LONDON — In case you were in any doubt as to the true source of authority in the art world today, we now have an answer. Just before her boss chucked me out, a gallerina at Ordovas in London told me a work by Picasso couldn’t possibly be unfinished: “This work,” she declared, “has sold very well at auction several times.”
Cycling down Savile Row, my eye was caught by a Damien Hirst shark in Ordovas, the gallery of former Christie’s honcho Pilar Ordovas. I went in. Admission was only granted once the security guard had sized me up and asked me to deposit my backpack safely away from the art.
A gallerino jogged over to give me a show guide. The Big Blue — a motley selection of items arranged in that fashionable cross-period style — was “conceived by Damien Hirst” to explore “some of the ways in which the sea influences art.” A Roman sarcophagus fragment with a Nereid on hangs alongside a banal Baroque painting, “The Triumph of Galatea.”
As I was browsing the Sugimoto seascape and the Klein sponge, another man came in. “I’ve never seen a Hirst before, can I take a look? How many of these has he done?” The gallerina said there were 11 unique works but when he asked if they were for sale, she said, “I’m not going to comment on that,” as if its sale status were on a par with the nuclear passcodes or the president’s love life.
There is a 1920/21 Picasso in the show of a male bather standing upright at the center of the painting with two recumbent female bathers flanking him, and it would be a good painting if it were finished. A subtle square of sky behind the man’s head doesn’t match the rest, while around a woman’s head is a much darker patch with a black spot, as if an amateur restorer had spilled the varnish remover.
The gallerino assured me that the picture was fine, not badly restored or unfinished as I suggested. Then the gallerina came over. I gestured at the dark blotch and said that surely Picasso wouldn’t have left it like that in a finished form. Then came that response — “This work has sold very well at auction several times” — which knocked me sideways, and which indicated quite how inverted, perverted even, the art-money relationship has become. Ah, the market! I forgot that we have conceded all forms of cultural judgment to the thud of the gavel.
Never one to take rudeness unchallenged, I told the staff they were the snootiest I had ever met — and I include Gagosian in this — and to my surprise the other browser loudly agreed. This man, who had wandered in off the street, is unlikely to chance that again, but who cares, he wasn’t likely to buy anything anyway. That is a poisonous attitude.
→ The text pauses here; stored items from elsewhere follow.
//! OpenTelemetry pipeline initialisation for GaitLink.
//!
//! Call [`init_tracing`] once at process startup to wire up the `tracing`
//! subscriber with an optional OTLP span exporter.
//!
//! # Environment variables
//!
//! | Variable | Effect |
//! |---|---|
//! | `OTEL_EXPORTER_OTLP_ENDPOINT` | OTLP collector base URL (e.g. `http://localhost:4318`). When set the OTLP HTTP exporter is activated. |
//! | `RUST_LOG` | Log filter (default `"info"`). |
//! | `GAITLINK_LOG_FORMAT=json` | Emit newline-delimited JSON logs. |

use opentelemetry::trace::TracerProvider as _;
use opentelemetry::KeyValue;
use opentelemetry_otlp::WithExportConfig;
use opentelemetry_sdk::{trace::SdkTracerProvider, Resource};
use tracing_subscriber::{layer::SubscriberExt, util::SubscriberInitExt, EnvFilter};

/// Initialise the global `tracing` subscriber with an optional OTLP exporter.
///
/// When `OTEL_EXPORTER_OTLP_ENDPOINT` is set an OTLP/HTTP span exporter is
/// configured and all tracing spans (the ingest relay, the preview and
/// monitor service loops, cockpit connections) are forwarded to the
/// collector.  When the env-var is absent the function falls back to a plain
/// `tracing-subscriber` console formatter without any OTel export.
///
/// The returned [`TracerProviderGuard`] **must** be held for the lifetime of
/// the process; dropping it flushes all pending span batches.
pub fn init_tracing(service_name: &str) -> TracerProviderGuard {
    let log_level = std::env::var("RUST_LOG").unwrap_or_else(|_| "info".to_string());
    let env_filter =
        EnvFilter::try_from_default_env().unwrap_or_else(|_| EnvFilter::new(log_level));
    let use_json = std::env::var("GAITLINK_LOG_FORMAT").as_deref() == Ok("json");

    let provider = build_provider(service_name);

    if let Some(ref p) = provider {
        let tracer = p.tracer("gaitlink");
        let otel_layer = tracing_opentelemetry::layer().with_tracer(tracer);
        if use_json {
            tracing_subscriber::registry()
                .with(env_filter)
                .with(otel_layer)
                .with(tracing_subscriber::fmt::layer().json())
                .init();
        } else {
            tracing_subscriber::registry()
                .with(env_filter)
                .with(otel_layer)
                .with(tracing_subscriber::fmt::layer().compact())
                .init();
        }
    } else if use_json {
        tracing_subscriber::registry()
            .with(env_filter)
            .with(tracing_subscriber::fmt::layer().json())
            .init();
    } else {
        tracing_subscriber::registry()
            .with(env_filter)
            .with(tracing_subscriber::fmt::layer().compact())
            .init();
    }

    TracerProviderGuard(provider)
}

/// RAII guard that shuts down the OTel [`SdkTracerProvider`] on drop.
///
/// Dropping this guard calls [`SdkTracerProvider::shutdown`], flushing all
/// pending spans before the process exits.  Hold an instance of this type
/// in `main` for the entire program lifetime.
pub struct TracerProviderGuard(Option<SdkTracerProvider>);

impl Drop for TracerProviderGuard {
    fn drop(&mut self) {
        if let Some(provider) = self.0.take() {
            if let Err(e) = provider.shutdown() {
                eprintln!("[gaitlink] OpenTelemetry provider shutdown error: {e}");
            }
        }
    }
}

/// Build an [`SdkTracerProvider`] when `OTEL_EXPORTER_OTLP_ENDPOINT` is set.
///
/// Returns `None` when the env-var is absent or the exporter cannot be
/// initialised (the error is printed to stderr and the caller falls back to
/// plain tracing-subscriber output).
fn build_provider(service_name: &str) -> Option<SdkTracerProvider> {
    let endpoint = std::env::var("OTEL_EXPORTER_OTLP_ENDPOINT").ok()?;

    let exporter = opentelemetry_otlp::SpanExporter::builder()
        .with_http()
        .with_endpoint(endpoint)
        .build()
        .map_err(|e| eprintln!("[gaitlink] OTLP exporter init failed: {e}"))
        .ok()?;

    let resource = Resource::builder()
        .with_service_name(service_name.to_string())
        .with_attribute(KeyValue::new("service.version", env!("CARGO_PKG_VERSION")))
        .build();

    Some(
        SdkTracerProvider::builder()
            .with_resource(resource)
            // The simple (synchronous) exporter needs no Tokio runtime at
            // init time; the binary builds its runtime only after calling
            // `init_tracing`.
            .with_simple_exporter(exporter)
            .build(),
    )
}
The gallerini adopted a reflexive position of passive-aggressive abasement (“I’m so sorry you think that”) when the gallery manager came over, asking us to lower our voices and saying she’d heard every word, the fault was wholly ours. “My staff,” she said with an imperial self-assurance unsuited to someone retailing bibelots to the ungrateful wealthy, “have impeccable manners.” It was a mere second before she firmly, haughtily, asked me to leave — she was polite but would brook no refusal. My admission had been rescinded, my presence dispensed with. I picked up my bag from next to the looming security guard, there, I presume, in case anyone else had an opinion on the art, and left. Out I had been thrown.